(Stored data entries)

■ ■ ■ ■

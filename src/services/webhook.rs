// src/services/webhook.rs

//! Webhook notification sink.
//!
//! Posts JSON payloads to the destination URLs configured per bucket.
//! Message formatting for any specific chat platform happens on the
//! receiving end; this sink only speaks the pipeline's own payload
//! shape.

use async_trait::async_trait;
use serde::Serialize;

use crate::error::Result;
use crate::models::{CanonicalRecord, DispatchConfig};
use crate::services::{Message, NotificationSink};
use crate::utils::create_async_client;

/// Sink that delivers messages as JSON webhook POSTs.
pub struct WebhookSink {
    client: reqwest::Client,
}

impl WebhookSink {
    /// Build a sink with a client configured from dispatch settings.
    pub fn new(config: &DispatchConfig) -> Result<Self> {
        Ok(Self {
            client: create_async_client(config)?,
        })
    }
}

/// Wire payload for one notification.
#[derive(Debug, Serialize)]
#[serde(tag = "type", rename_all = "snake_case")]
enum Payload {
    Header {
        role: String,
        category: String,
        count: usize,
    },
    Batch {
        role: String,
        category: String,
        records: Vec<RecordSummary>,
    },
}

/// Record summary fields carried in a batch payload.
#[derive(Debug, Serialize)]
struct RecordSummary {
    title: String,
    url: String,
    company: String,
    location: String,
    posted_date: String,
    source: String,
    id: String,
}

impl RecordSummary {
    fn from_record(record: &CanonicalRecord) -> Self {
        Self {
            title: record.title.clone(),
            url: record.url.clone(),
            company: record.company.clone(),
            location: record.location.clone(),
            posted_date: record.posted_date.clone(),
            source: record
                .sources
                .iter()
                .cloned()
                .collect::<Vec<_>>()
                .join(","),
            id: record.id_prefix().to_string(),
        }
    }
}

impl From<Message<'_>> for Payload {
    fn from(message: Message<'_>) -> Self {
        match message {
            Message::Header { bucket, count } => Payload::Header {
                role: bucket.role.to_string(),
                category: bucket.category.to_string(),
                count,
            },
            Message::Batch { bucket, records } => Payload::Batch {
                role: bucket.role.to_string(),
                category: bucket.category.to_string(),
                records: records.iter().map(RecordSummary::from_record).collect(),
            },
        }
    }
}

#[async_trait]
impl NotificationSink for WebhookSink {
    async fn send(&self, destination: &str, message: Message<'_>) -> Result<()> {
        let payload = Payload::from(message);
        self.client
            .post(destination)
            .json(&payload)
            .send()
            .await?
            .error_for_status()?;
        Ok(())
    }
}

#[cfg(test)]
mod tests {
    use super::*;
    use crate::models::{BucketKey, Category, RawPosting, Role};
    use crate::pipeline::normalize;
    use chrono::Utc;

    #[test]
    fn test_header_payload_shape() {
        let message = Message::Header {
            bucket: BucketKey::new(Role::Intern, Category::SoftwareEngineering),
            count: 7,
        };
        let json = serde_json::to_value(Payload::from(message)).unwrap();
        assert_eq!(json["type"], "header");
        assert_eq!(json["role"], "intern");
        assert_eq!(json["category"], "software_engineering");
        assert_eq!(json["count"], 7);
    }

    #[test]
    fn test_batch_payload_carries_summaries() {
        let raw = RawPosting {
            title: "Software Engineer Intern".to_string(),
            company: Some("Acme".to_string()),
            location: Some("NY".to_string()),
            url: Some("https://example.com/jobs/1".to_string()),
            posted_date: Some("1d".to_string()),
            description: None,
            source: "linkedin".to_string(),
            role: None,
            category: None,
        };
        let record = normalize(&raw, Utc::now());
        let records = vec![record.clone()];
        let message = Message::Batch {
            bucket: BucketKey::new(Role::NewGrad, Category::DataAnalysis),
            records: &records,
        };

        let json = serde_json::to_value(Payload::from(message)).unwrap();
        assert_eq!(json["type"], "batch");
        assert_eq!(json["records"][0]["title"], "Software Engineer Intern");
        assert_eq!(json["records"][0]["company"], "Acme");
        assert_eq!(json["records"][0]["source"], "linkedin");
        assert_eq!(json["records"][0]["id"], record.id_prefix());
    }
}
// src/utils/http.rs

//! HTTP client utilities.

use std::time::Duration;

use crate::error::Result;
use crate::models::DispatchConfig;

/// Create a configured asynchronous HTTP client.
pub fn create_async_client(config: &DispatchConfig) -> Result<reqwest::Client> {
    let client = reqwest::Client::builder()
        .user_agent(&config.user_agent)
        .timeout(Duration::from_secs(config.timeout_secs))
        .build()?;
    Ok(client)
}
// src/pipeline/classify.rs

//! Role-category classification.
//!
//! Title matching takes priority over the producer hint so that a
//! "Data Scientist" posting sourced from a feed tagged `data_analysis`
//! is reclassified correctly. Keyword lists are checked most-specific
//! first: data_science_engineer, then data_analysis, then
//! software_engineering.

use crate::models::{CanonicalRecord, Category, ClassifyConfig};

/// Keyword classifier built from configuration.
pub struct Classifier {
    config: ClassifyConfig,
}

impl Classifier {
    pub fn new(config: &ClassifyConfig) -> Self {
        Self {
            config: config.clone(),
        }
    }

    /// Classify a record into a category.
    ///
    /// 1. keyword passes over the title;
    /// 2. producer hint through the alias table;
    /// 3. keyword passes over title + description + company;
    /// 4. default software_engineering.
    pub fn classify(&self, record: &CanonicalRecord) -> Category {
        if let Some(category) = self.match_keywords(&record.normalized_title) {
            return category;
        }

        if let Some(hint) = &record.category_hint {
            if let Some(category) = self.resolve_hint(hint) {
                return category;
            }
        }

        let combined = format!(
            "{} {} {}",
            record.normalized_title,
            record.description.to_lowercase(),
            record.normalized_company
        );
        if let Some(category) = self.match_keywords(&combined) {
            return category;
        }

        Category::SoftwareEngineering
    }

    /// Keyword pass in fixed specificity order.
    fn match_keywords(&self, text: &str) -> Option<Category> {
        if self.contains_any(text, &self.config.data_science_keywords) {
            return Some(Category::DataScienceEngineer);
        }
        if self.contains_any(text, &self.config.data_analysis_keywords) {
            return Some(Category::DataAnalysis);
        }
        if self.contains_any(text, &self.config.software_keywords) {
            return Some(Category::SoftwareEngineering);
        }
        None
    }

    /// Map a producer hint through the alias table.
    fn resolve_hint(&self, hint: &str) -> Option<Category> {
        let hint = hint.trim().to_lowercase();
        self.config
            .aliases
            .iter()
            .find(|alias| alias.hint == hint)
            .map(|alias| alias.category)
    }

    fn contains_any(&self, text: &str, keywords: &[String]) -> bool {
        keywords.iter().any(|kw| text.contains(&kw.to_lowercase()))
    }
}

■ ■ ■ ■

** Work task **
Your response must repeat the entries above exactly, in full.

** Solution for this task **
filename src/services/webhook.rs
// src/services/webhook.rs

//! Webhook notification sink.
//!
//! Posts JSON payloads to the destination URLs configured per bucket.
//! Message formatting for any specific chat platform happens on the
//! receiving end; this sink only speaks the pipeline's own payload
//! shape.

use async_trait::async_trait;
use serde::Serialize;

use crate::error::Result;
use crate::models::{CanonicalRecord, DispatchConfig};
use crate::services::{Message, NotificationSink};
use crate::utils::create_async_client;

/// Sink that delivers messages as JSON webhook POSTs.
pub struct WebhookSink {
    client: reqwest::Client,
}

impl WebhookSink {
    /// Build a sink with a client configured from dispatch settings.
    pub fn new(config: &DispatchConfig) -> Result<Self> {
        Ok(Self {
            client: create_async_client(config)?,
        })
    }
}

/// Wire payload for one notification.
#[derive(Debug, Serialize)]
#[serde(tag = "type", rename_all = "snake_case")]
enum Payload {
    Header {
        role: String,
        category: String,
        count: usize,
    },
    Batch {
        role: String,
        category: String,
        records: Vec<RecordSummary>,
    },
}

/// Record summary fields carried in a batch payload.
#[derive(Debug, Serialize)]
struct RecordSummary {
    title: String,
    url: String,
    company: String,
    location: String,
    posted_date: String,
    source: String,
    id: String,
}

impl RecordSummary {
    fn from_record(record: &CanonicalRecord) -> Self {
        Self {
            title: record.title.clone(),
            url: record.url.clone(),
            company: record.company.clone(),
            location: record.location.clone(),
            posted_date: record.posted_date.clone(),
            source: record
                .sources
                .iter()
                .cloned()
                .collect::<Vec<_>>()
                .join(","),
            id: record.id_prefix().to_string(),
        }
    }
}

impl From<Message<'_>> for Payload {
    fn from(message: Message<'_>) -> Self {
        match message {
            Message::Header { bucket, count } => Payload::Header {
                role: bucket.role.to_string(),
                category: bucket.category.to_string(),
                count,
            },
            Message::Batch { bucket, records } => Payload::Batch {
                role: bucket.role.to_string(),
                category: bucket.category.to_string(),
                records: records.iter().map(RecordSummary::from_record).collect(),
            },
        }
    }
}

#[async_trait]
impl NotificationSink for WebhookSink {
    async fn send(&self, destination: &str, message: Message<'_>) -> Result<()> {
        let payload = Payload::from(message);
        self.client
            .post(destination)
            .json(&payload)
            .send()
            .await?
            .error_for_status()?;
        Ok(())
    }
}

#[cfg(test)]
mod tests {
    use super::*;
    use crate::models::{BucketKey, Category, RawPosting, Role};
    use crate::pipeline::normalize;
    use chrono::Utc;

    #[test]
    fn test_header_payload_shape() {
        let message = Message::Header {
            bucket: BucketKey::new(Role::Intern, Category::SoftwareEngineering),
            count: 7,
        };
        let json = serde_json::to_value(Payload::from(message)).unwrap();
        assert_eq!(json["type"], "header");
        assert_eq!(json["role"], "intern");
        assert_eq!(json["category"], "software_engineering");
        assert_eq!(json["count"], 7);
    }

    #[test]
    fn test_batch_payload_carries_summaries() {
        let raw = RawPosting {
            title: "Software Engineer Intern".to_string(),
            company: Some("Acme".to_string()),
            location: Some("NY".to_string()),
            url: Some("https://example.com/jobs/1".to_string()),
            posted_date: Some("1d".to_string()),
            description: None,
            source: "linkedin".to_string(),
            role: None,
            category: None,
        };
        let record = normalize(&raw, Utc::now());
        let records = vec![record.clone()];
        let message = Message::Batch {
            bucket: BucketKey::new(Role::NewGrad, Category::DataAnalysis),
            records: &records,
        };

        let json = serde_json::to_value(Payload::from(message)).unwrap();
        assert_eq!(json["type"], "batch");
        assert_eq!(json["records"][0]["title"], "Software Engineer Intern");
        assert_eq!(json["records"][0]["company"], "Acme");
        assert_eq!(json["records"][0]["source"], "linkedin");
        assert_eq!(json["records"][0]["id"], record.id_prefix());
    }
}
// src/utils/http.rs

//! HTTP client utilities.

use std::time::Duration;

use crate::error::Result;
use crate::models::DispatchConfig;

/// Create a configured asynchronous HTTP client.
pub fn create_async_client(config: &DispatchConfig) -> Result<reqwest::Client> {
    let client = reqwest::Client::builder()
        .user_agent(&config.user_agent)
        .timeout(Duration::from_secs(config.timeout_secs))
        .build()?;
    Ok(client)
}
// src/pipeline/classify.rs

//! Role-category classification.
//!
//! Title matching takes priority over the producer hint so that a
//! "Data Scientist" posting sourced from a feed tagged `data_analysis`
//! is reclassified correctly. Keyword lists are checked most-specific
//! first: data_science_engineer, then data_analysis, then
//! software_engineering.

use crate::models::{CanonicalRecord, Category, ClassifyConfig};

/// Keyword classifier built from configuration.
pub struct Classifier {
    config: ClassifyConfig,
}

impl Classifier {
    pub fn new(config: &ClassifyConfig) -> Self {
        Self {
            config: config.clone(),
        }
    }

    /// Classify a record into a category.
    ///
    /// 1. keyword passes over the title;
    /// 2. producer hint through the alias table;
    /// 3. keyword passes over title + description + company;
    /// 4. default software_engineering.
    pub fn classify(&self, record: &CanonicalRecord) -> Category {
        if let Some(category) = self.match_keywords(&record.normalized_title) {
            return category;
        }

        if let Some(hint) = &record.category_hint {
            if let Some(category) = self.resolve_hint(hint) {
                return category;
            }
        }

        let combined = format!(
            "{} {} {}",
            record.normalized_title,
            record.description.to_lowercase(),
            record.normalized_company
        );
        if let Some(category) = self.match_keywords(&combined) {
            return category;
        }

        Category::SoftwareEngineering
    }

    /// Keyword pass in fixed specificity order.
    fn match_keywords(&self, text: &str) -> Option<Category> {
        if self.contains_any(text, &self.config.data_science_keywords) {
            return Some(Category::DataScienceEngineer);
        }
        if self.contains_any(text, &self.config.data_analysis_keywords) {
            return Some(Category::DataAnalysis);
        }
        if self.contains_any(text, &self.config.software_keywords) {
            return Some(Category::SoftwareEngineering);
        }
        None
    }

    /// Map a producer hint through the alias table.
    fn resolve_hint(&self, hint: &str) -> Option<Category> {
        let hint = hint.trim().to_lowercase();
        self.config
            .aliases
            .iter()
            .find(|alias| alias.hint == hint)
            .map(|alias| alias.category)
    }

    fn contains_any(&self, text: &str, keywords: &[String]) -> bool {
        keywords.iter().any(|kw| text.contains(&kw.to_lowercase()))
    }
}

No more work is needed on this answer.